Phil’s position is a strange one. He argues that a Tory victory would have had “profoundly negative” effects on working class morale and combativity. Indeed, all of his contribution underlines the idea that the victory of Labour is an important blow for the working class. Yet he - and his organisation, the Socialist Party - could not actually bring themselves to call for a vote for Blair’s party (which it now describes simply as a bourgeois party), despite the fact that its victory now “opens up the situation and creates new perspectives for the working class”. Why not, I wonder? Surely this would have been the consistent thing to do?

Similarly, Phil is a little off the mark when he accuses us of having a “one-dimensional and non-dialectical approach” to this question. After mechanically telling us that working class combativity can only be rebuilt gradually, “through often small, but accumulating victories” (and the election of Labour marks a seemingly unavoidable stage in that process), he assures us with the authority of someone who knows for a fact that the election of the Tories would have deepened gloom and depressed struggle.

In fact the election of Labour has certainly quieted the mass movement around the national question in Scotland (a process of diffusion that Scottish Militant Labour is actively aiding). The election of the Tories could have brought the movement back onto the streets against the ‘English’ government in Westminster- who knows? Similarly, the Tories’ seemingly intractable problems over Europe would not have been solved by an election victory, no matter how large the margin. Splits in the political establishments may perhaps have provided the masses with space for their own intervention.

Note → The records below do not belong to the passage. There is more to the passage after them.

use serde::{Deserialize, Serialize};

use crate::error::{Error, Result};

/// Default connection string when nothing is configured.
pub const DEFAULT_DATABASE_URL: &str = "sqlite:pivotal.db";

/// Engine configuration.
#[derive(Debug, Clone, PartialEq, Eq, Serialize, Deserialize)]
#[serde(default)]
pub struct Settings {
    /// Connection string used by [`connect`](crate::connect).
    pub database_url: String,
    /// When set, deleting an entity leaves pivot and child rows to database
    /// cascades (triggers or `ON DELETE CASCADE`) and only removes the owner row.
    pub cascade_in_database: bool,
}

impl Default for Settings {
    fn default() -> Self {
        Self {
            database_url: DEFAULT_DATABASE_URL.to_owned(),
            cascade_in_database: false,
        }
    }
}

impl Settings {
    /// Reads `DATABASE_URL` and `PIVOTAL_CASCADE_IN_DATABASE`, loading `.env` first.
    pub fn from_env() -> Result<Self> {
        dotenvy::dotenv().ok();
        let mut settings = Self::default();
        if let Ok(url) = std::env::var("DATABASE_URL") {
            if !url.trim().is_empty() {
                settings.database_url = url;
            }
        }
        if let Ok(flag) = std::env::var("PIVOTAL_CASCADE_IN_DATABASE") {
            settings.cascade_in_database = parse_flag(&flag).ok_or_else(|| {
                Error::Config(format!(
                    "PIVOTAL_CASCADE_IN_DATABASE must be a boolean, got '{}'",
                    flag
                ))
            })?;
        }
        Ok(settings)
    }

    /// Parses settings from JSON; missing keys take their defaults.
    pub fn from_json(json: &str) -> Result<Self> {
        serde_json::from_str(json).map_err(|e| Error::Config(e.to_string()))
    }

    pub fn with_database_url(mut self, url: impl Into<String>) -> Self {
        self.database_url = url.into();
        self
    }

    pub fn with_cascade_in_database(mut self, enabled: bool) -> Self {
        self.cascade_in_database = enabled;
        self
    }
}

fn parse_flag(raw: &str) -> Option<bool> {
    match raw.trim().to_ascii_lowercase().as_str() {
        "1" | "true" | "yes" | "on" => Some(true),
        "0" | "false" | "no" | "off" | "" => Some(false),
        _ => None,
    }
}

#[cfg(test)]
mod tests {
    use super::*;

    #[test]
    fn json_fills_missing_keys_with_defaults() {
        let settings = Settings::from_json(r#"{"cascade_in_database": true}"#).unwrap();
        assert!(settings.cascade_in_database);
        assert_eq!(settings.database_url, DEFAULT_DATABASE_URL);
    }

    #[test]
    fn malformed_json_is_a_config_error() {
        let err = Settings::from_json("{").unwrap_err();
        assert!(matches!(err, Error::Config(_)));
    }

    #[test]
    fn flags() {
        assert_eq!(parse_flag("TRUE"), Some(true));
        assert_eq!(parse_flag(" 0 "), Some(false));
        assert_eq!(parse_flag("maybe"), None);
    }

    #[test]
    fn builders() {
        let settings = Settings::default()
            .with_database_url("sqlite::memory:")
            .with_cascade_in_database(true);
        assert_eq!(settings.database_url, "sqlite::memory:");
        assert!(settings.cascade_in_database);
    }
}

None of which lead us to call for a vote for the Tories of course. Our intervention around the general election was premised on the need to split advanced workers away from the central illusion that Phil expresses - that the election of Tony Blair is somehow an unavoidable stage in the recomposition of a fighting workers’ movement. Despite the welcome fluidity on the left and the relatively large electoral intervention of non-Labour left candidates, Phil illustrates despite himself that this core weakness of perspective retains a perniciously strong hold.